The Model Context Protocol (MCP) is a standard for AI agents to interact with external tools. The standard was first released in November 2024 by Anthropic1 and in December 2025 donated to the Linux Foundation2.

The goals of MCP are to provide developers with a framework to easily enable AI agents to interact with their applications and to improve the quality of AI for end users by providing more tools to the AI to use.

Main Components of an MCP architecture3

  • MCP Host, the AI application using MCP.
  • MCP Client, a component that can be instantiated by an MCP host, manages a connection to an MCP server and gathers context from the MCP server for the MCP host to use.
  • MCP Server, a component that provides context to MCP clients and executes on requests. Can be local (e.g. local file system) or remote (e.g. using an external service).

Misc, Example

  • MCP clients and MCP servers communicate using Streamable HTTP or Stio.
  • MCP supports authorization using OAuth4
  • Example, Claude Code using GitHub MCP: Claude Code is the MCP host and instantiates an MCP client internally that keeps connection to a MCP server running in GitHubs cloud.

Functionality

Functionality of an MCP connection lives in the data layer (in contrast to the transport layer that handles connection management). MCP is a stateful protocol using JSON RPC 2.05 . The data layer manages meta concerns such as capability negotiation and exposes to following features.

Server features

MCP describes three primitives for server features: Tools, resources and prompts.

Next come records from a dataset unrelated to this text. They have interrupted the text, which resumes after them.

//! End-to-end behavior of the container scenarios.

use qrcore::engine::Simulator;
use qrcore::terminate::ambiguous_terminations;
use qrcore::working::WorkingState;
use qrmodel::{Slot, ValueId};

#[test]
fn container_fills_to_the_brim() {
    let model = qrcore::scenarios::bathtub().unwrap();
    let mut sim = Simulator::new(&model);
    sim.run();

    // The tap eventually fills the container: volume and outflow both reach
    // max with every derivative at rest.
    let filled = sim.states().find(|(_, state)| {
        state.magnitude("Volume") == Some(ValueId::MAX)
            && state.magnitude("Outflow") == Some(ValueId::MAX)
            && state
                .entries()
                .iter()
                .all(|entry| entry.derivative == ValueId::ZERO)
    });
    let (filled_index, _) = filled.expect("the filled state was never reached");

    // The correspondences forbid a full container with a closed drain.
    for (_, state) in sim.states() {
        assert!(
            !(state.magnitude("Volume") == Some(ValueId::MAX)
                && state.magnitude("Outflow") == Some(ValueId::ZERO)),
            "value correspondence violated: {state:?}"
        );
    }

    // The exogenous tap keeps the filled state alive, but no successor lets
    // the container leave the brim in a single step.
    for successor in sim.successors(filled_index) {
        let state = sim.state(successor);
        assert_eq!(state.magnitude("Volume"), Some(ValueId::MAX));
        assert_eq!(state.magnitude("Outflow"), Some(ValueId::MAX));
    }
}

#[test]
fn opposing_influences_yield_two_ambiguous_branches() {
    let model = qrcore::scenarios::bathtub_curved().unwrap();
    let volume = model.index_of("Volume").unwrap();
    let mut ws = WorkingState::initial(&model);
    for name in ["Inflow", "Volume", "Outflow"] {
        let q = model.index_of(name).unwrap();
        ws.set(q, Slot::Magnitude, ValueId::POSITIVE);
        ws.set(q, Slot::Derivative, ValueId::POSITIVE);
    }
    // The fixture seeds Volume's second derivative positive; the two-branch
    // case requires it to start at zero.
    ws.set(volume, Slot::Second, ValueId::ZERO);

    // Volume's second derivative receives one positive (inflow) and one
    // negative (outflow) contribution while currently zero.
    let proposals = ambiguous_terminations(&ws);
    assert_eq!(proposals.len(), 2);
    let targets: Vec<ValueId> = proposals
        .iter()
        .map(|t| {
            let changes: Vec<_> = t.iter().collect();
            assert_eq!(changes.len(), 1);
            let (q, slot, change) = changes[0];
            assert_eq!(q, volume);
            assert_eq!(slot, Slot::Second);
            change.to
        })
        .collect();
    assert!(targets.contains(&ValueId::POSITIVE));
    assert!(targets.contains(&ValueId::NEGATIVE));
}

#[test]
fn nonzero_ambiguous_second_proposes_only_the_reset() {
    let model = qrcore::scenarios::bathtub_curved().unwrap();
    let volume = model.index_of("Volume").unwrap();
    let mut ws = WorkingState::initial(&model);
    for name in ["Inflow", "Volume", "Outflow"] {
        let q = model.index_of(name).unwrap();
        ws.set(q, Slot::Magnitude, ValueId::POSITIVE);
        ws.set(q, Slot::Derivative, ValueId::POSITIVE);
    }
    assert_eq!(ws.value(volume, Slot::Second), ValueId::POSITIVE);

    let proposals = ambiguous_terminations(&ws);
    assert_eq!(proposals.len(), 1);
    let changes: Vec<_> = proposals[0].iter().collect();
    assert_eq!(changes.len(), 1);
    let (q, slot, change) = changes[0];
    assert_eq!(q, volume);
    assert_eq!(slot, Slot::Second);
    assert_eq!(change.to, ValueId::ZERO);
}

#[test]
fn exhaustive_search_covers_the_incremental_graph() {
    let model = qrcore::scenarios::bathtub().unwrap();

    let mut incremental = Simulator::new(&model);
    incremental.run();
    let mut exhaustive = Simulator::new(&model);
    exhaustive.run_exhaustive();

    assert!(exhaustive.state_count() >= incremental.state_count());
    for (_, state) in incremental.states() {
        assert!(
            exhaustive.find(state).is_some(),
            "incrementally reached state missing from exhaustive run: {state:?}"
        );
    }
}

#[test]
fn trace_writers_produce_output() {
    let model = qrcore::scenarios::bathtub().unwrap();
    let mut sim = Simulator::new(&model);
    sim.run();

    let mut dot = Vec::new();
    qrcore::trace::write_state_graph_dot(&sim, &mut dot).unwrap();
    let dot = String::from_utf8(dot).unwrap();
    assert!(dot.starts_with("digraph"));
    assert!(dot.contains("S0"));

    let mut model_dot = Vec::new();
    qrcore::trace::write_model_dot(&model, &mut model_dot).unwrap();
    let model_dot = String::from_utf8(model_dot).unwrap();
    assert!(model_dot.contains("Volume"));
    assert!(model_dot.contains("I+"));
    // quantities are grouped under their owning entities
    assert!(model_dot.contains("subgraph cluster_0"));
    assert!(model_dot.contains("label=\"Tap\""));
    assert!(model_dot.contains("label=\"Container\""));
    assert!(model_dot.contains("label=\"Drain\""));

    let mut transitions = Vec::new();
    qrcore::trace::write_transitions(&sim, &mut transitions).unwrap();
    assert!(!transitions.is_empty());
}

  • Tools can be called by clients
  • Resources provide context data
  • Prompts describe how to interact Each primitive supports discovery (via /list) and retrieval (via /get). Tools additionally support execution (via /call).

Example

For a database MCP server. Tools to query and search the database, a resource that returns the database schema and a prompt that includes some examples how to use the tools.

Client features

MCP describes three primitives for clients as well: Sampling, elicitation and logging.

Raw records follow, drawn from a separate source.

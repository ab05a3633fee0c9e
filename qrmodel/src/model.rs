//! Model assembly: quantities, relationships, and the value table, built once
//! and immutable for the lifetime of a search.

use std::collections::HashMap;

#[cfg(feature = "serde")]
use serde::{Deserialize, Serialize};

use crate::error::ModelError;
use crate::quantity::{Quantity, QuantityId, Slot, ValueTriple};
use crate::relation::{Polarity, RelationId, RelationKind, Relationship};
use crate::space::Space;
use crate::values::{ValueId, ValueTable};

/// A complete causal model: the input contract of the simulation engine.
///
/// The engine never mutates a model; all search-time value changes happen on
/// working copies owned by the engine.
#[derive(Debug, Clone)]
#[cfg_attr(feature = "serde", derive(Serialize, Deserialize))]
pub struct Model {
    values: ValueTable,
    quantities: Vec<Quantity>,
    relations: Vec<Relationship>,
    index: HashMap<String, QuantityId>,
}

impl Model {
    pub fn values(&self) -> &ValueTable {
        &self.values
    }

    pub fn quantities(&self) -> &[Quantity] {
        &self.quantities
    }

    pub fn quantity(&self, id: QuantityId) -> &Quantity {
        &self.quantities[id.0]
    }

    pub fn relations(&self) -> &[Relationship] {
        &self.relations
    }

    pub fn relation(&self, id: RelationId) -> &Relationship {
        &self.relations[id.0]
    }

    /// Name → position index, built once at construction time.
    pub fn index_of(&self, name: &str) -> Option<QuantityId> {
        self.index.get(name).copied()
    }

    pub fn quantity_ids(&self) -> impl Iterator<Item = QuantityId> {
        (0..self.quantities.len()).map(QuantityId)
    }

    pub fn len(&self) -> usize {
        self.quantities.len()
    }

    pub fn is_empty(&self) -> bool {
        self.quantities.is_empty()
    }
}

/// Description of one quantity handed to the [`ModelBuilder`].
#[derive(Debug, Clone)]
pub struct QuantitySpec {
    pub name: String,
    pub entity: Option<String>,
    pub magnitude_space: Vec<ValueId>,
    pub derivative_space: Vec<ValueId>,
    pub second_space: Vec<ValueId>,
    pub models_second: bool,
    pub exogenous: bool,
    pub initial: ValueTriple,
}

impl QuantitySpec {
    /// A quantity with the given magnitude space, sign spaces for both
    /// derivative slots, second derivative modelled, and all slots starting
    /// at `zero`.
    pub fn new(name: impl Into<String>, magnitude_space: Vec<ValueId>) -> Self {
        let signs = vec![ValueId::NEGATIVE, ValueId::ZERO, ValueId::POSITIVE];
        QuantitySpec {
            name: name.into(),
            entity: None,
            magnitude_space,
            derivative_space: signs.clone(),
            second_space: signs,
            models_second: true,
            exogenous: false,
            initial: ValueTriple::zero(),
        }
    }

    pub fn exogenous(mut self) -> Self {
        self.exogenous = true;
        self
    }

    /// Attach the quantity to a named physical entity.
    pub fn owned_by(mut self, entity: impl Into<String>) -> Self {
        self.entity = Some(entity.into());
        self
    }

    pub fn first_order(mut self) -> Self {
        self.models_second = false;
        self
    }

    pub fn with_initial(mut self, slot: Slot, value: ValueId) -> Self {
        self.initial.set(slot, value);
        self
    }
}

struct RelationSpec {
    kind: RelationKind,
    polarity: Polarity,
    source: String,
    target: String,
    correspondence: Option<(ValueId, ValueId)>,
}

/// Accumulates quantities and relationships, validates them as a whole, and
/// produces an immutable [`Model`].
pub struct ModelBuilder {
    values: ValueTable,
    quantities: Vec<QuantitySpec>,
    relations: Vec<RelationSpec>,
}

impl ModelBuilder {
    pub fn new() -> Self {
        ModelBuilder {
            values: ValueTable::new(),
            quantities: Vec::new(),
            relations: Vec::new(),
        }
    }

    /// Intern a user-defined symbolic value for use in custom spaces.
    pub fn value(&mut self, name: &str, landmark: bool) -> Result<ValueId, ModelError> {
        self.values.intern(name, landmark)
    }

    pub fn quantity(&mut self, spec: QuantitySpec) -> &mut Self {
        self.quantities.push(spec);
        self
    }

    pub fn proportional(
        &mut self,
        source: impl Into<String>,
        target: impl Into<String>,
        polarity: Polarity,
    ) -> &mut Self {
        self.relations.push(RelationSpec {
            kind: RelationKind::Proportional,
            polarity,
            source: source.into(),
            target: target.into(),
            correspondence: None,
        });
        self
    }

    pub fn influence(
        &mut self,
        source: impl Into<String>,
        target: impl Into<String>,
        polarity: Polarity,
    ) -> &mut Self {
        self.relations.push(RelationSpec {
            kind: RelationKind::Influence,
            polarity,
            source: source.into(),
            target: target.into(),
            correspondence: None,
        });
        self
    }

    pub fn correspondence(
        &mut self,
        source: impl Into<String>,
        source_value: ValueId,
        target: impl Into<String>,
        target_value: ValueId,
    ) -> &mut Self {
        self.relations.push(RelationSpec {
            kind: RelationKind::ValueCorrespondence,
            polarity: Polarity::Positive,
            source: source.into(),
            target: target.into(),
            correspondence: Some((source_value, target_value)),
        });
        self
    }

    /// Validate the accumulated description and build the model.
    pub fn build(self) -> Result<Model, ModelError> {
        let mut index: HashMap<String, QuantityId> = HashMap::new();
        let mut quantities = Vec::with_capacity(self.quantities.len());

        for (pos, spec) in self.quantities.into_iter().enumerate() {
            if index.insert(spec.name.clone(), QuantityId(pos)).is_some() {
                return Err(ModelError::DuplicateQuantity(spec.name));
            }
            let quantity = Quantity {
                entity: spec.entity,
                magnitude_space: Space::new(spec.magnitude_space),
                derivative_space: Space::new(spec.derivative_space),
                second_space: Space::new(spec.second_space),
                models_second: spec.models_second,
                exogenous: spec.exogenous,
                initial: spec.initial,
                incoming: Vec::new(),
                name: spec.name,
            };
            for slot in [Slot::Magnitude, Slot::Derivative, Slot::Second] {
                let space = quantity.space(slot);
                if space.is_empty() {
                    return Err(ModelError::EmptySpace {
                        quantity: quantity.name.clone(),
                        slot,
                    });
                }
                let initial = quantity.initial.get(slot);
                if !space.contains(initial) {
                    return Err(ModelError::InitialValueOutsideSpace {
                        quantity: quantity.name.clone(),
                        slot,
                        value: self.values.name(initial).to_owned(),
                    });
                }
            }
            quantities.push(quantity);
        }

        let mut relations = Vec::with_capacity(self.relations.len());
        for (pos, spec) in self.relations.into_iter().enumerate() {
            let source = *index
                .get(&spec.source)
                .ok_or_else(|| ModelError::UnknownQuantity(spec.source.clone()))?;
            let target = *index
                .get(&spec.target)
                .ok_or_else(|| ModelError::UnknownQuantity(spec.target.clone()))?;
            if source == target {
                return Err(ModelError::SelfRelation(spec.source));
            }
            if let Some((sv, tv)) = spec.correspondence {
                for (id, value) in [(source, sv), (target, tv)] {
                    let quantity = &quantities[id.0];
                    if !quantity.magnitude_space.contains(value) {
                        return Err(ModelError::CorrespondenceOutsideSpace {
                            quantity: quantity.name.clone(),
                            value: self.values.name(value).to_owned(),
                        });
                    }
                }
            }
            quantities[target.0].incoming.push(RelationId(pos));
            relations.push(Relationship {
                kind: spec.kind,
                polarity: spec.polarity,
                source,
                target,
                correspondence: spec.correspondence,
            });
        }

        Ok(Model {
            values: self.values,
            quantities,
            relations,
            index,
        })
    }
}

impl Default for ModelBuilder {
    fn default() -> Self {
        ModelBuilder::new()
    }
}

#[cfg(test)]
mod tests {
    use super::*;

    fn two_quantities() -> ModelBuilder {
        let mut builder = ModelBuilder::new();
        builder
            .quantity(QuantitySpec::new(
                "a",
                vec![ValueId::ZERO, ValueId::POSITIVE, ValueId::MAX],
            ))
            .quantity(QuantitySpec::new(
                "b",
                vec![ValueId::ZERO, ValueId::POSITIVE, ValueId::MAX],
            ));
        builder
    }

    #[test]
    fn builds_and_wires_incoming_relations() {
        let mut builder = two_quantities();
        builder.proportional("a", "b", Polarity::Positive);
        builder.influence("b", "a", Polarity::Negative);
        let model = builder.build().unwrap();

        let a = model.index_of("a").unwrap();
        let b = model.index_of("b").unwrap();
        assert_eq!(model.quantity(a).incoming(), &[RelationId(1)]);
        assert_eq!(model.quantity(b).incoming(), &[RelationId(0)]);
        assert_eq!(model.relation(RelationId(0)).source, a);
        assert_eq!(model.relation(RelationId(0)).target, b);
    }

    #[test]
    fn rejects_duplicate_names() {
        let mut builder = two_quantities();
        builder.quantity(QuantitySpec::new("a", vec![ValueId::ZERO]));
        assert!(matches!(
            builder.build(),
            Err(ModelError::DuplicateQuantity(_))
        ));
    }

    #[test]
    fn rejects_unknown_relation_endpoint() {
        let mut builder = two_quantities();
        builder.proportional("a", "missing", Polarity::Positive);
        assert!(matches!(
            builder.build(),
            Err(ModelError::UnknownQuantity(_))
        ));
    }

    #[test]
    fn rejects_initial_value_outside_space() {
        let mut builder = ModelBuilder::new();
        builder.quantity(
            QuantitySpec::new("a", vec![ValueId::ZERO, ValueId::POSITIVE])
                .with_initial(Slot::Magnitude, ValueId::MAX),
        );
        assert!(matches!(
            builder.build(),
            Err(ModelError::InitialValueOutsideSpace { .. })
        ));
    }

    #[test]
    fn rejects_correspondence_outside_space() {
        let mut builder = two_quantities();
        builder.correspondence("a", ValueId::MIN, "b", ValueId::MAX);
        assert!(matches!(
            builder.build(),
            Err(ModelError::CorrespondenceOutsideSpace { .. })
        ));
    }
}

  • Sampling allows the server to use autocomplete with the client LLM
  • Elicitation gets input from users
  • Logging logs messages to the client

Additional utility features

In addition to the client and server features, MCP also describes utilities for long running processes and change management.

  • Notifications, for example for a server to notify a client if the tools list updates
  • Tasks (experimental), support for long running processes with progress tracking

Pros, Cons, Alternatives

Upsides of MCP include the discovery of tools and how to use them which is useful for new services or when the usage of a service has not been in the training data or context of the AI agent.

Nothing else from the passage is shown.